- [TASK] State how many lines in these records contain the word "push", and nothing else.

PROVIDED INFORMATION Start Marker

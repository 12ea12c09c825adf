//! Quadtree address types.

use std::fmt;
use std::path::{Component, Path, PathBuf};
use std::str::FromStr;

use thiserror::Error;

/// Deepest pyramid the addressing supports.
///
/// A depth-24 grid is already 16M tiles per side; anything beyond is not a
/// tile pyramid a raster engine could stitch.
pub const MAX_DEPTH: u32 = 24;

/// One level of a quadtree address: the quadrant of the parent tile.
#[derive(Debug, Clone, Copy, PartialEq, Eq, Hash, PartialOrd, Ord)]
pub enum QuadDigit {
    /// Top-left quadrant.
    TopLeft = 0,
    /// Top-right quadrant.
    TopRight = 1,
    /// Bottom-left quadrant.
    BottomLeft = 2,
    /// Bottom-right quadrant.
    BottomRight = 3,
}

impl QuadDigit {
    /// Build a digit from one row bit and one column bit.
    #[inline]
    pub fn from_bits(row_bit: u8, col_bit: u8) -> Self {
        match (row_bit & 1, col_bit & 1) {
            (0, 0) => QuadDigit::TopLeft,
            (0, _) => QuadDigit::TopRight,
            (_, 0) => QuadDigit::BottomLeft,
            _ => QuadDigit::BottomRight,
        }
    }

    /// Parse the single-character directory or file stem naming this digit.
    pub fn from_char(c: char) -> Option<Self> {
        match c {
            '0' => Some(QuadDigit::TopLeft),
            '1' => Some(QuadDigit::TopRight),
            '2' => Some(QuadDigit::BottomLeft),
            '3' => Some(QuadDigit::BottomRight),
            _ => None,
        }
    }

    #[inline]
    pub fn row_bit(self) -> u8 {
        (self as u8) >> 1
    }

    #[inline]
    pub fn col_bit(self) -> u8 {
        (self as u8) & 1
    }

    #[inline]
    pub fn as_char(self) -> char {
        (b'0' + self as u8) as char
    }
}

/// Errors from parsing a quadtree address.
#[derive(Debug, Clone, PartialEq, Eq, Error)]
pub enum QuadPathError {
    /// A component is not one of `0`, `1`, `2`, `3`.
    #[error("Invalid quadtree digit '{0}' (must be 0-3)")]
    InvalidDigit(String),

    /// The address is deeper than [`MAX_DEPTH`].
    #[error("Quadtree address too deep: {} levels (max {})", .0, MAX_DEPTH)]
    TooDeep(usize),
}

/// A full quadtree address, shallowest level first.
///
/// The empty address is the pyramid root (depth 0).
#[derive(Debug, Clone, Default, PartialEq, Eq, Hash, PartialOrd, Ord)]
pub struct QuadPath {
    digits: Vec<QuadDigit>,
}

impl QuadPath {
    pub fn from_digits(digits: Vec<QuadDigit>) -> Self {
        Self { digits }
    }

    pub fn digits(&self) -> &[QuadDigit] {
        &self.digits
    }

    /// Number of levels in this address.
    pub fn depth(&self) -> u32 {
        self.digits.len() as u32
    }

    pub fn is_empty(&self) -> bool {
        self.digits.is_empty()
    }

    /// Read the address of a tile file from its path relative to the pyramid root.
    ///
    /// `0/3/1.png` becomes `031`. Returns `None` when a component is not a
    /// single quadtree digit or the file does not carry `extension`.
    pub fn from_relative_path(relative: &Path, extension: &str) -> Option<Self> {
        let components: Vec<&str> = relative
            .components()
            .map(|c| match c {
                Component::Normal(name) => name.to_str(),
                _ => None,
            })
            .collect::<Option<_>>()?;

        let (file, dirs) = components.split_last()?;
        let stem = file
            .strip_suffix(extension)
            .and_then(|rest| rest.strip_suffix('.'))?;

        let mut digits = Vec::with_capacity(components.len());
        for name in dirs.iter().copied().chain(std::iter::once(stem)) {
            digits.push(single_digit(name)?);
        }

        if digits.len() > MAX_DEPTH as usize {
            return None;
        }

        Some(Self { digits })
    }

    /// Path of the tile file for this address below `root`.
    ///
    /// The last digit names the file, the others name directories. The empty
    /// address resolves to `root` itself.
    pub fn to_tile_path(&self, root: &Path, extension: &str) -> PathBuf {
        let Some((last, dirs)) = self.digits.split_last() else {
            return root.to_path_buf();
        };

        let mut path = root.to_path_buf();
        for digit in dirs {
            path.push(digit.as_char().to_string());
        }
        path.push(format!("{}.{}", last.as_char(), extension));
        path
    }
}

fn single_digit(name: &str) -> Option<QuadDigit> {
    let mut chars = name.chars();
    match (chars.next(), chars.next()) {
        (Some(c), None) => QuadDigit::from_char(c),
        _ => None,
    }
}

impl fmt::Display for QuadPath {
    fn fmt(&self, f: &mut fmt::Formatter<'_>) -> fmt::Result {
        for digit in &self.digits {
            write!(f, "{}", digit.as_char())?;
        }
        Ok(())
    }
}

impl FromStr for QuadPath {
    type Err = QuadPathError;

    fn from_str(s: &str) -> Result<Self, Self::Err> {
        if s.len() > MAX_DEPTH as usize {
            return Err(QuadPathError::TooDeep(s.len()));
        }

        let digits = s
            .chars()
            .map(|c| {
                QuadDigit::from_char(c).ok_or_else(|| QuadPathError::InvalidDigit(c.to_string()))
            })
            .collect::<Result<Vec<_>, _>>()?;

        Ok(Self { digits })
    }
}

PROVIDED INFORMATION End Marker

- [SOLUTION TO THE PROBLEM] 3